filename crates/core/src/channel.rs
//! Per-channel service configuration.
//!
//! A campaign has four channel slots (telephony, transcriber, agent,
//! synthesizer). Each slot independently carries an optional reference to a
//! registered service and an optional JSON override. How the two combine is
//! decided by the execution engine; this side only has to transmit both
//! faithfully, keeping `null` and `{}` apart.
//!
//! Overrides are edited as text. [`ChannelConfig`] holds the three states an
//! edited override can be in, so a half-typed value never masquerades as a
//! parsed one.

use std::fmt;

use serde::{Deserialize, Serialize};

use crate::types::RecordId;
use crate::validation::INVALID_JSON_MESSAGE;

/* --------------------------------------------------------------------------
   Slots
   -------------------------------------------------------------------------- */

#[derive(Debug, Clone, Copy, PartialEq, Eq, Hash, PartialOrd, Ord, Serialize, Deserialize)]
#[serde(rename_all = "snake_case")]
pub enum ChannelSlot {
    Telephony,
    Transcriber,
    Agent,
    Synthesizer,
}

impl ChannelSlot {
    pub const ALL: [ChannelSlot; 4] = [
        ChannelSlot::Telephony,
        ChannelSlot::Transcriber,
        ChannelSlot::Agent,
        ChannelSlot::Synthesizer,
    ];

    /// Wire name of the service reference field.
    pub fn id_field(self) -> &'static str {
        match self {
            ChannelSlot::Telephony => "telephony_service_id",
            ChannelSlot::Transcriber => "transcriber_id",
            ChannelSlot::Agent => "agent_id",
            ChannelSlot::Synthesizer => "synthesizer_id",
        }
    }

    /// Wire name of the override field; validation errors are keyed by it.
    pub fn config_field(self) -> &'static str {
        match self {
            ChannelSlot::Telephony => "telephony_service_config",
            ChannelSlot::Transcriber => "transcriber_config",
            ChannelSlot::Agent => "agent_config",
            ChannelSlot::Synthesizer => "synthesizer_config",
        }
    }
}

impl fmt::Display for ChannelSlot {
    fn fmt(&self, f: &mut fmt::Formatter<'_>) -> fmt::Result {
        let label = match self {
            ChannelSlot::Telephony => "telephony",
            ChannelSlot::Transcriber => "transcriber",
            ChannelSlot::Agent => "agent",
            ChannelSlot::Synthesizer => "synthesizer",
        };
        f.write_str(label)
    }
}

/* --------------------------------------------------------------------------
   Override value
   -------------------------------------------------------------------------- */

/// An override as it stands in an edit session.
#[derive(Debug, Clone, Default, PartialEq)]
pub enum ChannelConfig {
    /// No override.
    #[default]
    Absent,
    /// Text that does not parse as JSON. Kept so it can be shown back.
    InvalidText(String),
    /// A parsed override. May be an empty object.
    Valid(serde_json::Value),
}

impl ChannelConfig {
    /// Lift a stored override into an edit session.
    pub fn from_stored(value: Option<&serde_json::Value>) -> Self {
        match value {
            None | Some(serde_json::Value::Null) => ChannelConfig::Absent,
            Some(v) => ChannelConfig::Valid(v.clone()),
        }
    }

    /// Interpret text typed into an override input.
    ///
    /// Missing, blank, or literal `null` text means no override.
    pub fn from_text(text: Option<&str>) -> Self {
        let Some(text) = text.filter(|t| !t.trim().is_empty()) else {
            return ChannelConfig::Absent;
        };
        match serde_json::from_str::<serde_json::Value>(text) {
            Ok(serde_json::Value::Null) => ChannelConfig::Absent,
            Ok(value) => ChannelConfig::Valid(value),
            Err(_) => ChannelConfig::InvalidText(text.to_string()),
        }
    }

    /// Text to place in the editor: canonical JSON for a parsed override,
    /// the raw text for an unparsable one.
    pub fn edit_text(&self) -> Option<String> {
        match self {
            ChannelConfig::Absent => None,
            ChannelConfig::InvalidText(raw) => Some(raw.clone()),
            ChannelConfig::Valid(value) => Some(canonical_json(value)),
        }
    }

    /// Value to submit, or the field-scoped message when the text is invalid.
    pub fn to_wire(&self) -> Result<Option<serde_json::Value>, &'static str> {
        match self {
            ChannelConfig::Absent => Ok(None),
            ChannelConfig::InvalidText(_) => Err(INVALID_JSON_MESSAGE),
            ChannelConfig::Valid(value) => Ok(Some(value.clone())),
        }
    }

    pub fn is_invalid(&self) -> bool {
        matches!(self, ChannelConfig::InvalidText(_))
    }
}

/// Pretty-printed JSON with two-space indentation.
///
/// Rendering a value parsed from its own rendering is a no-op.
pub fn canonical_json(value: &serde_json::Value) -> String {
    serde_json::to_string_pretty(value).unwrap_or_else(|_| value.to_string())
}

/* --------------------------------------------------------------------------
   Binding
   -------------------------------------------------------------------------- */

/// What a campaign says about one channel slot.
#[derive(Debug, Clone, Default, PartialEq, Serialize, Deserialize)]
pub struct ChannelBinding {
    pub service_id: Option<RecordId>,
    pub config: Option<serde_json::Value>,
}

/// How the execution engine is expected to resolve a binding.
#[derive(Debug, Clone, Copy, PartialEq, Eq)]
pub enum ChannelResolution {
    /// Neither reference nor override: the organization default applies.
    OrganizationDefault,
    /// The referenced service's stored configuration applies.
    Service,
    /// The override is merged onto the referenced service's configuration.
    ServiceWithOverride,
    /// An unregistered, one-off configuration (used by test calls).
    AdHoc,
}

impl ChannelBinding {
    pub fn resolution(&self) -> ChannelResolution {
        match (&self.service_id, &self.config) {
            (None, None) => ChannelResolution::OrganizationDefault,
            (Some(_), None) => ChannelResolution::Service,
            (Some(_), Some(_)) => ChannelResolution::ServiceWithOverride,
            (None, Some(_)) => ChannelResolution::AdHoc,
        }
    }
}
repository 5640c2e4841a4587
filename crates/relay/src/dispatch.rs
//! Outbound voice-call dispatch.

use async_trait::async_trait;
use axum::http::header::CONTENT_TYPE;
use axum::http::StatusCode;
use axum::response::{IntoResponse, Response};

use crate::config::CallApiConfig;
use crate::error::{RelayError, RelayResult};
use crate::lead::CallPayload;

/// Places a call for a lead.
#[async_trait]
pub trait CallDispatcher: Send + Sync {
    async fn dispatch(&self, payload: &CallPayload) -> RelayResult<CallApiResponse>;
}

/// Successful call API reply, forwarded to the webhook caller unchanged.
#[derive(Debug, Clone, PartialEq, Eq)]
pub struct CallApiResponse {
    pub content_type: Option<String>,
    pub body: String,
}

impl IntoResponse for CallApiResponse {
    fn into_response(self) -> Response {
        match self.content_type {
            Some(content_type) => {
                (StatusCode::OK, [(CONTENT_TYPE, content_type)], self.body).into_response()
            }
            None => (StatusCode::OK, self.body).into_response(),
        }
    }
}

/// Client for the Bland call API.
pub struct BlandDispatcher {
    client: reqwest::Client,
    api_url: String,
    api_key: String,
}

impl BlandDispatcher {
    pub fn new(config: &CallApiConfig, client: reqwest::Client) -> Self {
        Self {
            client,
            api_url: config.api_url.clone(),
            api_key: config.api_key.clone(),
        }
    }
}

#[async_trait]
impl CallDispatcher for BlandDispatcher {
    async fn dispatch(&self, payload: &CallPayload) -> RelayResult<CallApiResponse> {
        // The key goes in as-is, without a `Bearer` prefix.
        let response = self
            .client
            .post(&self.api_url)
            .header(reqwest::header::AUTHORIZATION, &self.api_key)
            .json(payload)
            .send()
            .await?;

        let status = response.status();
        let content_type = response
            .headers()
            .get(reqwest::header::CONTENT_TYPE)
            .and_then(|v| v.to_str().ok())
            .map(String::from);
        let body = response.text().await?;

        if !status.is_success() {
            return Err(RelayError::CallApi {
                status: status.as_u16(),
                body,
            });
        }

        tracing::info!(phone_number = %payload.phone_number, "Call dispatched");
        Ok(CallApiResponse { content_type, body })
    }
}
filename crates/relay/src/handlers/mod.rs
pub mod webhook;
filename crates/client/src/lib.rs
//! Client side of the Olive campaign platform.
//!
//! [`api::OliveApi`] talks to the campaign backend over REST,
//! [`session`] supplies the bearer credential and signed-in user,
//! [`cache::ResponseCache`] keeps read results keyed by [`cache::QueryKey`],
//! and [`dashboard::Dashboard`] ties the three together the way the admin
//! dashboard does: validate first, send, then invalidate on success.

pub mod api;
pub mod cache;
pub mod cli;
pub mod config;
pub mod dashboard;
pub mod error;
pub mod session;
______
* **Requirement**
Determine how many lines of the listing above hold the word "cache". Report that number without anything else.

* **Answer to this task**
2